Supplied material:
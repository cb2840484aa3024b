//! Core mining engine for phrasemine.
//!
//! Scans large bodies of text — individual files, directory trees, nested
//! compressed archives — tokenizes the content and maintains a
//! memory-bounded frequency table over word n-grams ("phrases"), with a
//! pruning pass that separates phrases carrying their own frequency signal
//! from those fully explained by a longer containing phrase.
//!
//! # Modules
//!
//! - [`words`] - word interning cache
//! - [`tokenize`] - phrase/word segmentation
//! - [`key`] - canonical phrase keys
//! - [`stats`] - the bounded statistics table
//! - [`collect`] - per-document phrase collection
//! - [`preprocess`] / [`encoding`] - text preparation
//! - [`scan`] - resumable traversal with archive descent
//! - [`report`] - finalized table rendering
//! - [`config`] - job configuration
//! - [`error`] - error types and result aliases
//!
//! # Quick start
//!
//! ```
//! use phrasemine_core::{CollectorOptions, PhraseCollector, PhraseStats, WordCache};
//!
//! let mut collector = PhraseCollector::new(
//!     WordCache::new(),
//!     PhraseStats::default(),
//!     CollectorOptions::default(),
//! )
//! .expect("default token rules compile");
//!
//! assert_eq!(collector.add_text("the quick brown fox"), 4);
//! collector.stats_mut().reduce(true);
//! ```
#![deny(unsafe_code)]

pub mod collect;
pub mod config;
pub mod encoding;
pub mod error;
pub mod key;
pub mod preprocess;
pub mod report;
pub mod scan;
pub mod stats;
pub mod tokenize;
pub mod words;

pub use collect::{CollectorOptions, PhraseCollector};
pub use config::JobConfig;
pub use error::{ConfigError, ScanError, StateError, TokenizeError};
pub use scan::results::ResultsLog;
pub use scan::state::ScanState;
pub use scan::{Document, PathQuery, ScanPolicy, ScanSummary, Scanner};
pub use stats::{PhraseRecord, PhraseStats, PrunePolicy, StatsOptions};
pub use tokenize::{TokenRules, Tokenizer};
pub use words::{WordCache, WordId};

What you should do: Would you restate exactly the lines of the material above, from its opening line through the line with "#![deny(unsafe_code)]", and output only those?

Task solution:
repository cb2840484aa3024b
//! Core mining engine for phrasemine.
//!
//! Scans large bodies of text — individual files, directory trees, nested
//! compressed archives — tokenizes the content and maintains a
//! memory-bounded frequency table over word n-grams ("phrases"), with a
//! pruning pass that separates phrases carrying their own frequency signal
//! from those fully explained by a longer containing phrase.
//!
//! # Modules
//!
//! - [`words`] - word interning cache
//! - [`tokenize`] - phrase/word segmentation
//! - [`key`] - canonical phrase keys
//! - [`stats`] - the bounded statistics table
//! - [`collect`] - per-document phrase collection
//! - [`preprocess`] / [`encoding`] - text preparation
//! - [`scan`] - resumable traversal with archive descent
//! - [`report`] - finalized table rendering
//! - [`config`] - job configuration
//! - [`error`] - error types and result aliases
//!
//! # Quick start
//!
//! ```
//! use phrasemine_core::{CollectorOptions, PhraseCollector, PhraseStats, WordCache};
//!
//! let mut collector = PhraseCollector::new(
//!     WordCache::new(),
//!     PhraseStats::default(),
//!     CollectorOptions::default(),
//! )
//! .expect("default token rules compile");
//!
//! assert_eq!(collector.add_text("the quick brown fox"), 4);
//! collector.stats_mut().reduce(true);
//! ```
#![deny(unsafe_code)]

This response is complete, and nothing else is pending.